First, we have to take note of the following five wonderful qualities of one who is aroused to meditation.
“One who is aroused to practice is one of conviction, not without conviction… is one with persistence aroused, not lazy… is one of established mindfulness, not muddled mindfulness… is centered in concentration, not uncentered. One aroused to practice is discerning, not undiscerning.
Faith is the thing that gives you strength to move toward the unknown. Persistence is the thing that will get you to the other shore. Mindfulness is the practice of taking note of this present moment experience, however it manifests. Concentration is the ability to focus your mind on an object of your choosing. Discernment is the culmination of these various qualities– it is your clear awareness of what is to be done and what is not to be done.
Recollection of Tathagata
This ‘Recollection of Tathagata’ is a root of Pure Land Buddhism.
 “There is the case where you recollect the Tathagata: ‘Indeed, the Blessed One is pure and rightly self-awakened, consummate in knowledge & conduct, well-gone, an expert with regard to the world, unexcelled as a trainer for those people fit to be tamed, the Teacher of divine & human beings, awakened, blessed.’ At any time when a disciple of the noble ones is recollecting the Tathagata, his mind is not overcome with passion, not overcome with aversion, not overcome with delusion.
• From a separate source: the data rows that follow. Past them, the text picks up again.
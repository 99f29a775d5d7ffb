//! # Material Repository
//!
//! Raw materials. A material referenced by components cannot be deleted
//! (the FK is `ON DELETE RESTRICT`); callers check
//! [`count_references`] first to report a readable error.

use kiosko_core::Material;
use sqlx::SqliteConnection;
use tracing::debug;

use crate::error::DbResult;

const COLUMNS: &str = "id, name, cost_cents, unit, stock, created_at, updated_at";

/// All materials, by name.
pub async fn list(conn: &mut SqliteConnection) -> DbResult<Vec<Material>> {
    let sql = format!("SELECT {} FROM materials ORDER BY name COLLATE NOCASE, id", COLUMNS);
    let rows = sqlx::query_as::<_, Material>(&sql).fetch_all(conn).await?;
    Ok(rows)
}

pub async fn get(conn: &mut SqliteConnection, id: &str) -> DbResult<Option<Material>> {
    let sql = format!("SELECT {} FROM materials WHERE id = ?1", COLUMNS);
    let row = sqlx::query_as::<_, Material>(&sql)
        .bind(id)
        .fetch_optional(conn)
        .await?;
    Ok(row)
}

pub async fn insert(conn: &mut SqliteConnection, material: &Material) -> DbResult<()> {
    debug!(id = %material.id, name = %material.name, "Inserting material");

    sqlx::query(
        r#"
        INSERT INTO materials (id, name, cost_cents, unit, stock, created_at, updated_at)
        VALUES (?1, ?2, ?3, ?4, ?5, ?6, ?7)
        "#,
    )
    .bind(&material.id)
    .bind(&material.name)
    .bind(material.cost_cents)
    .bind(&material.unit)
    .bind(material.stock)
    .bind(material.created_at)
    .bind(material.updated_at)
    .execute(conn)
    .await?;

    Ok(())
}

/// Overwrites the editable fields. Returns whether the row existed.
pub async fn update(conn: &mut SqliteConnection, material: &Material) -> DbResult<bool> {
    debug!(id = %material.id, cost_cents = material.cost_cents, "Updating material");

    let result = sqlx::query(
        r#"
        UPDATE materials
        SET name = ?2, cost_cents = ?3, unit = ?4, stock = ?5, updated_at = ?6
        WHERE id = ?1
        "#,
    )
    .bind(&material.id)
    .bind(&material.name)
    .bind(material.cost_cents)
    .bind(&material.unit)
    .bind(material.stock)
    .bind(material.updated_at)
    .execute(conn)
    .await?;

    Ok(result.rows_affected() == 1)
}

/// Returns whether a row was deleted.
pub async fn delete(conn: &mut SqliteConnection, id: &str) -> DbResult<bool> {
    debug!(id = %id, "Deleting material");

    let result = sqlx::query("DELETE FROM materials WHERE id = ?1")
        .bind(id)
        .execute(conn)
        .await?;

    Ok(result.rows_affected() == 1)
}

/// Number of component rows that use the material.
pub async fn count_references(conn: &mut SqliteConnection, id: &str) -> DbResult<i64> {
    let count: i64 = sqlx::query_scalar("SELECT COUNT(*) FROM components WHERE material_id = ?1")
        .bind(id)
        .fetch_one(conn)
        .await?;
    Ok(count)
}

/// IDs of the products whose BOM includes the material.
pub async fn products_using(conn: &mut SqliteConnection, id: &str) -> DbResult<Vec<String>> {
    let ids: Vec<String> = sqlx::query_scalar(
        "SELECT DISTINCT product_id FROM components WHERE material_id = ?1 ORDER BY product_id",
    )
    .bind(id)
    .fetch_all(conn)
    .await?;
    Ok(ids)
}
His mind heads straight, based on the Tathagata. And when the mind is headed straight, the disciple of the noble ones gains a sense of the goal, gains a sense of the Dhamma, gains joy connected with the Dhamma. In one who is joyful, rapture arises. In one who is rapturous, the body grows calm. One whose body is calmed senses pleasure. In one sensing pleasure, the mind becomes concentrated.
“Mahanama, you should develop this recollection of the Buddha while you are walking, while you are standing, while you are sitting, while you are lying down, while you are busy at work, while you are resting in your home crowded with children.
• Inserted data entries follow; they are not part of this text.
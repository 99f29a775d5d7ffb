//! # Services
//!
//! The public surface the UI calls. Each method is one logical operation:
//! one transaction, one timeout, one typed [`StoreError`] on failure.
//!
//! ```text
//! ┌─────────────────────────────────────────────────────────────────────────┐
//! │  with_timeout(operation_timeout, "add_component", async {              │
//! │      let mut tx = pool.begin().await?;                                 │
//! │      ... repository calls + kiosko_core rules ...                      │
//! │      tx.commit().await?;                                               │
//! │  })                                                                     │
//! │                                                                         │
//! │  Ok         → committed                                                 │
//! │  Err(rule)  → tx dropped, rolled back, Validation/NotFound/Stock       │
//! │  elapsed    → future dropped, rolled back, Transient                   │
//! └─────────────────────────────────────────────────────────────────────────┘
//! ```

mod catalog;
mod checkout;
mod reports;

pub use catalog::{CatalogService, ScanMatch};
pub use checkout::SaleRecorder;
pub use reports::ReportService;

use std::future::Future;
use std::time::Duration;

use tracing::warn;

use crate::error::{DbError, StoreResult};

/// Runs one operation under the configured timeout.
///
/// Failures are logged here so every service reports rejections the same way.
pub(crate) async fn with_timeout<T, F>(
    limit: Duration,
    operation: &'static str,
    fut: F,
) -> StoreResult<T>
where
    F: Future<Output = StoreResult<T>>,
{
    let result = match tokio::time::timeout(limit, fut).await {
        Ok(result) => result,
        Err(_) => Err(DbError::Timeout(limit.as_millis() as u64).into()),
    };

    if let Err(err) = &result {
        warn!(operation, kind = ?err.kind(), error = %err, "Operation failed");
    }

    result
}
Mahanama is one of Buddha’s original disciples. Or, so a little internet research has led me to believe. There is actually some mystery around this character.
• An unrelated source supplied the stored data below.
//! # Pending Sale
//!
//! The in-memory sale being assembled before it is recorded, and the stock
//! rules that guard it.
//!
//! ## State Machine
//! ```text
//! ┌─────────────────────────────────────────────────────────────────────────┐
//! │                                                                         │
//! │   ┌───────┐  add_line   ┌──────────┐  add / update / remove            │
//! │   │ Empty │────────────►│ Building │◄──────────────┐                   │
//! │   └───────┘             └────┬─────┘───────────────┘                   │
//! │       ▲                      │                                          │
//! │       │   discard / last     │ record (kiosko-db SaleRecorder)          │
//! │       └──── line removed ────┤                                          │
//! │                              ▼                                          │
//! │                        Committed → cleared back to Empty                │
//! │                                                                         │
//! │  Nothing here is persisted: killing the app loses the pending sale.     │
//! └─────────────────────────────────────────────────────────────────────────┘
//! ```
//!
//! ## Stock Rules
//! - A product with variants is only sellable through one of its variants.
//! - Lines are identified by `(product_id, variant_id)`; `None` only matches `None`.
//! - The cumulative quantity of a line never exceeds the stock seen when the
//!   line was first added. A rejected call leaves the pending sale untouched.
//!
//! Stock here is advisory; the authoritative check runs again inside the
//! sale transaction.

use chrono::{DateTime, Utc};
use serde::{Deserialize, Serialize};
use ts_rs::TS;

use crate::error::{CoreError, CoreResult, ValidationError};
use crate::money::Money;
use crate::types::{Product, SaleLineRequest, Variant};
use crate::validation::validate_sale_quantity;
use crate::MAX_PENDING_LINES;

// =============================================================================
// Sellable Item Resolution
// =============================================================================

/// Picks the stock bucket a sale line draws from.
///
/// ## Returns
/// * `Ok(None)` - product has no variants, sell against `product.stock`
/// * `Ok(Some(variant))` - sell against the variant's stock
///
/// ## Errors
/// * `VariantRequired` - product has variants but none was selected
/// * `NotFound` - the variant does not belong to this product
pub fn resolve_variant<'a>(
    product: &'a Product,
    variant_id: Option<&str>,
) -> CoreResult<Option<&'a Variant>> {
    match variant_id {
        None if product.has_variants() => Err(ValidationError::VariantRequired {
            product: product.name.clone(),
        }
        .into()),
        None => Ok(None),
        Some(id) => product
            .variant(id)
            .map(Some)
            .ok_or_else(|| CoreError::not_found("Variant", id)),
    }
}

/// Display label for stock errors: "Remera" or "Remera (Rojo)".
pub fn item_label(product: &Product, variant: Option<&Variant>) -> String {
    match variant {
        Some(v) => format!("{} ({})", product.name, v.name),
        None => product.name.clone(),
    }
}

// =============================================================================
// Pending Line
// =============================================================================

/// A line in the pending sale.
///
/// Product data is copied when the line is first added so the UI shows
/// consistent figures even if the catalog changes meanwhile.
#[derive(Debug, Clone, PartialEq, Serialize, Deserialize, TS)]
#[ts(export)]
pub struct PendingLine {
    pub product_id: String,
    pub variant_id: Option<String>,
    pub name: String,
    pub variant_name: Option<String>,
    pub unit_price_cents: i64,
    pub unit_cost_cents: i64,
    /// Stock of the product/variant when the line was added.
    pub available: i64,
    pub quantity: i64,
}

impl PendingLine {
    fn new(product: &Product, variant: Option<&Variant>, quantity: i64) -> Self {
        PendingLine {
            product_id: product.id.clone(),
            variant_id: variant.map(|v| v.id.clone()),
            name: product.name.clone(),
            variant_name: variant.map(|v| v.name.clone()),
            unit_price_cents: product.price_cents,
            unit_cost_cents: product.cost_cents,
            available: variant.map_or(product.stock, |v| v.stock),
            quantity,
        }
    }

    /// Whether this line is the `(product_id, variant_id)` pair.
    pub fn matches(&self, product_id: &str, variant_id: Option<&str>) -> bool {
        self.product_id == product_id && self.variant_id.as_deref() == variant_id
    }

    fn label(&self) -> String {
        match &self.variant_name {
            Some(v) => format!("{} ({})", self.name, v),
            None => self.name.clone(),
        }
    }

    /// Unit price × quantity.
    pub fn line_total(&self) -> Money {
        Money::from_cents(self.unit_price_cents).multiply_quantity(self.quantity)
    }

    /// (Unit price − unit cost) × quantity.
    pub fn line_profit(&self) -> Money {
        (Money::from_cents(self.unit_price_cents) - Money::from_cents(self.unit_cost_cents))
            .multiply_quantity(self.quantity)
    }
}

// =============================================================================
// Pending Sale
// =============================================================================

/// Observable state of a pending sale.
#[derive(Debug, Clone, Copy, PartialEq, Eq, Serialize, Deserialize, TS)]
#[ts(export)]
#[serde(rename_all = "snake_case")]
pub enum PendingState {
    /// No lines yet.
    Empty,
    /// At least one line.
    Building,
}

/// The sale being assembled in a "new sale" session.
#[derive(Debug, Clone, Serialize, Deserialize, TS)]
#[ts(export)]
pub struct PendingSale {
    lines: Vec<PendingLine>,
    #[ts(as = "String")]
    opened_at: DateTime<Utc>,
}

impl PendingSale {
    /// Creates a new empty pending sale.
    pub fn new() -> Self {
        PendingSale {
            lines: Vec::new(),
            opened_at: Utc::now(),
        }
    }

    /// Adds units of a product (or variant) or grows the matching line.
    ///
    /// ## Behavior
    /// ```text
    /// validate qty > 0
    ///      │
    /// resolve variant ── product has variants, none given ──► VariantRequired
    ///      │
    /// available = variant.stock or product.stock
    ///      │
    /// available == 0 ─────────────────────────────────────► InsufficientStock
    ///      │
    /// line exists? ── existing + qty > available ─────────► InsufficientStock
    ///      │       └─ else grow line, refresh its stock snapshot
    /// new line ───── qty > available ─────────────────────► InsufficientStock
    /// ```
    pub fn add_line(
        &mut self,
        product: &Product,
        variant_id: Option<&str>,
        quantity: i64,
    ) -> CoreResult<()> {
        validate_sale_quantity(quantity)?;

        let variant = resolve_variant(product, variant_id)?;
        let available = variant.map_or(product.stock, |v| v.stock);
        let label = item_label(product, variant);

        if available <= 0 {
            return Err(CoreError::InsufficientStock {
                item: label,
                available: 0,
                requested: quantity,
            });
        }

        let variant_id = variant.map(|v| v.id.as_str());
        if let Some(line) = self
            .lines
            .iter_mut()
            .find(|l| l.matches(&product.id, variant_id))
        {
            // saturating: an absurd total still fails the stock check
            let requested = line.quantity.saturating_add(quantity);
            if requested > available {
                return Err(CoreError::InsufficientStock {
                    item: label,
                    available,
                    requested,
                });
            }
            line.quantity = requested;
            line.available = available;
            return Ok(());
        }

        if quantity > available {
            return Err(CoreError::InsufficientStock {
                item: label,
                available,
                requested: quantity,
            });
        }

        if self.lines.len() >= MAX_PENDING_LINES {
            return Err(CoreError::PendingSaleFull {
                max: MAX_PENDING_LINES,
            });
        }

        self.lines.push(PendingLine::new(product, variant, quantity));
        Ok(())
    }

    /// Sets the quantity of an existing line.
    ///
    /// ## Behavior
    /// - quantity < 1: the line is removed
    /// - quantity above the line's stock: `InsufficientStock`, nothing changes
    pub fn update_quantity(
        &mut self,
        product_id: &str,
        variant_id: Option<&str>,
        quantity: i64,
    ) -> CoreResult<()> {
        if quantity < 1 {
            return self.remove_line(product_id, variant_id);
        }

        let line = self
            .lines
            .iter_mut()
            .find(|l| l.matches(product_id, variant_id))
            .ok_or_else(|| CoreError::not_found("Sale line", product_id))?;

        if quantity > line.available {
            return Err(CoreError::InsufficientStock {
                item: line.label(),
                available: line.available,
                requested: quantity,
            });
        }

        line.quantity = quantity;
        Ok(())
    }

    /// Removes a line by its `(product_id, variant_id)` identity.
    pub fn remove_line(&mut self, product_id: &str, variant_id: Option<&str>) -> CoreResult<()> {
        let initial_len = self.lines.len();
        self.lines.retain(|l| !l.matches(product_id, variant_id));

        if self.lines.len() == initial_len {
            Err(CoreError::not_found("Sale line", product_id))
        } else {
            Ok(())
        }
    }

    /// Drops every line; the session starts over.
    pub fn discard(&mut self) {
        self.lines.clear();
        self.opened_at = Utc::now();
    }

    pub fn state(&self) -> PendingState {
        if self.lines.is_empty() {
            PendingState::Empty
        } else {
            PendingState::Building
        }
    }

    pub fn lines(&self) -> &[PendingLine] {
        &self.lines
    }

    pub fn is_empty(&self) -> bool {
        self.lines.is_empty()
    }

    pub fn opened_at(&self) -> DateTime<Utc> {
        self.opened_at
    }

    /// Quantity of a given line, 0 when absent.
    pub fn quantity_of(&self, product_id: &str, variant_id: Option<&str>) -> i64 {
        self.lines
            .iter()
            .find(|l| l.matches(product_id, variant_id))
            .map_or(0, |l| l.quantity)
    }

    /// Σ quantities.
    pub fn total_units(&self) -> i64 {
        self.lines.iter().fold(0i64, |acc, l| acc.saturating_add(l.quantity))
    }

    /// Σ line totals at the prices captured in the lines.
    pub fn total(&self) -> Money {
        self.lines.iter().map(PendingLine::line_total).sum()
    }

    /// Σ line profits at the prices captured in the lines.
    pub fn profit(&self) -> Money {
        self.lines.iter().map(PendingLine::line_profit).sum()
    }

    /// The lines as requests for the sale recorder.
    pub fn requests(&self) -> Vec<SaleLineRequest> {
        self.lines
            .iter()
            .map(|l| SaleLineRequest {
                product_id: l.product_id.clone(),
                variant_id: l.variant_id.clone(),
                quantity: l.quantity,
            })
            .collect()
    }
}

impl Default for PendingSale {
    fn default() -> Self {
        Self::new()
    }
}

// =============================================================================
// Unit Tests
// =============================================================================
When I first read this, I assumed that Mahanama was a lay-person. The part where he says, “while you are resting in your home crowded with children.” What do you think? Can you help me understand who Mahanama is?
I really love that last command: “while you are resting your home crowded with children”.
When you read the reasoning of the Pure Land Patriarchs, who assert that theirs is the easiest path for us deluded beings today, you find that they believe it is easy to practice recitation of the name Amitabha Buddha. You can chant that name all day long. No matter where you are or what you’re doing. This sentiment, that recollection of the Buddha is beneficial and to be practiced in all places, not just in the meditation hall, is also expressed here in this Pali Sutta.
Some of the Pure Land Patriarchs say theirs is the only possible path for us poor beings today, because we are so crazy– its the “Dharma Ending Age” — but there have also been famous Monks that have created beautiful combinations of Zen and Pure Land teaching. I am with them. The most recent of these Masters was D.T. Suzuki. Go read what he has to say about Amitabha and you will have fun.